Dataset entries:

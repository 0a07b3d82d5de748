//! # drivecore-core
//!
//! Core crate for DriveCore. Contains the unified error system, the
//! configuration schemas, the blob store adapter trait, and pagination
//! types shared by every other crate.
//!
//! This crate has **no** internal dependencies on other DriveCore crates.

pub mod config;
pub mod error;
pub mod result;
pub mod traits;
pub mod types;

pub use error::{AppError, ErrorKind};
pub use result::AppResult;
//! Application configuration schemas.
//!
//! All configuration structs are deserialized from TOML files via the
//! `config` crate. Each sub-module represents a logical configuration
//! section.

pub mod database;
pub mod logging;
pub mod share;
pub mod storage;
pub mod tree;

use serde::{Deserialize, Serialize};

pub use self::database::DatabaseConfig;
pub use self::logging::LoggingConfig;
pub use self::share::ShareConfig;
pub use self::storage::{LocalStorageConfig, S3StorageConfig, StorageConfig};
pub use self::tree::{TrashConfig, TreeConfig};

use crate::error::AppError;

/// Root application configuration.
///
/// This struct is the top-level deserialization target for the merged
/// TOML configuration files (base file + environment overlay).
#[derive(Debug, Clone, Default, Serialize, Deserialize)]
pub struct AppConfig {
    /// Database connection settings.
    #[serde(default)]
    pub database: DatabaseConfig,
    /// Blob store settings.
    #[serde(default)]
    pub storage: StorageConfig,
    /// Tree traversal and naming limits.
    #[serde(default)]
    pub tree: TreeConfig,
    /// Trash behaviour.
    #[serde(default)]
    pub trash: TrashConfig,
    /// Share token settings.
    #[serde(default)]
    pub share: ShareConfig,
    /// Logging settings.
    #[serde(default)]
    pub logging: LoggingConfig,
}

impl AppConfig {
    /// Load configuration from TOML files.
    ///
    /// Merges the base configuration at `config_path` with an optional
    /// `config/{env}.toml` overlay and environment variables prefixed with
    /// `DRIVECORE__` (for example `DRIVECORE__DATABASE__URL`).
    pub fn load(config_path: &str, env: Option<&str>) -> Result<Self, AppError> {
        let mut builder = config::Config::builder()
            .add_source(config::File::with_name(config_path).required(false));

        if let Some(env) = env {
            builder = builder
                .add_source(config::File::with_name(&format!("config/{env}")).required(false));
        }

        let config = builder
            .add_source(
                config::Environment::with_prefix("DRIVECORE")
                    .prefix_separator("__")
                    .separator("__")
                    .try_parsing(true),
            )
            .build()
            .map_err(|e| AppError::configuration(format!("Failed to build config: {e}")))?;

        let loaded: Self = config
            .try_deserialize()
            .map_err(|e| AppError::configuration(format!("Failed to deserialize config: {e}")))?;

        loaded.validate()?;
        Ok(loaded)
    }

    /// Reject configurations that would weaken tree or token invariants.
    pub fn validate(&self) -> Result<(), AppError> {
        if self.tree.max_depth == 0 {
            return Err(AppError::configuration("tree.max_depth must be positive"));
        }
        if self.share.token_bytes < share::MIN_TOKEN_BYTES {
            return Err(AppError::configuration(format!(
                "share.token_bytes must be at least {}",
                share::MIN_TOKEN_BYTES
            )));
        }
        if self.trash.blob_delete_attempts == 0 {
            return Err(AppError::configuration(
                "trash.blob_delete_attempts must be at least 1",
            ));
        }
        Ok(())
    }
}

- _PROBLEM DESCRIPTION_: Return only the lines running from the line with "or token invariants." to the last line of the records, both included, exactly as written.

- _EXERCISE OUTPUT_:
    /// Reject configurations that would weaken tree or token invariants.
    pub fn validate(&self) -> Result<(), AppError> {
        if self.tree.max_depth == 0 {
            return Err(AppError::configuration("tree.max_depth must be positive"));
        }
        if self.share.token_bytes < share::MIN_TOKEN_BYTES {
            return Err(AppError::configuration(format!(
                "share.token_bytes must be at least {}",
                share::MIN_TOKEN_BYTES
            )));
        }
        if self.trash.blob_delete_attempts == 0 {
            return Err(AppError::configuration(
                "trash.blob_delete_attempts must be at least 1",
            ));
        }
        Ok(())
    }
}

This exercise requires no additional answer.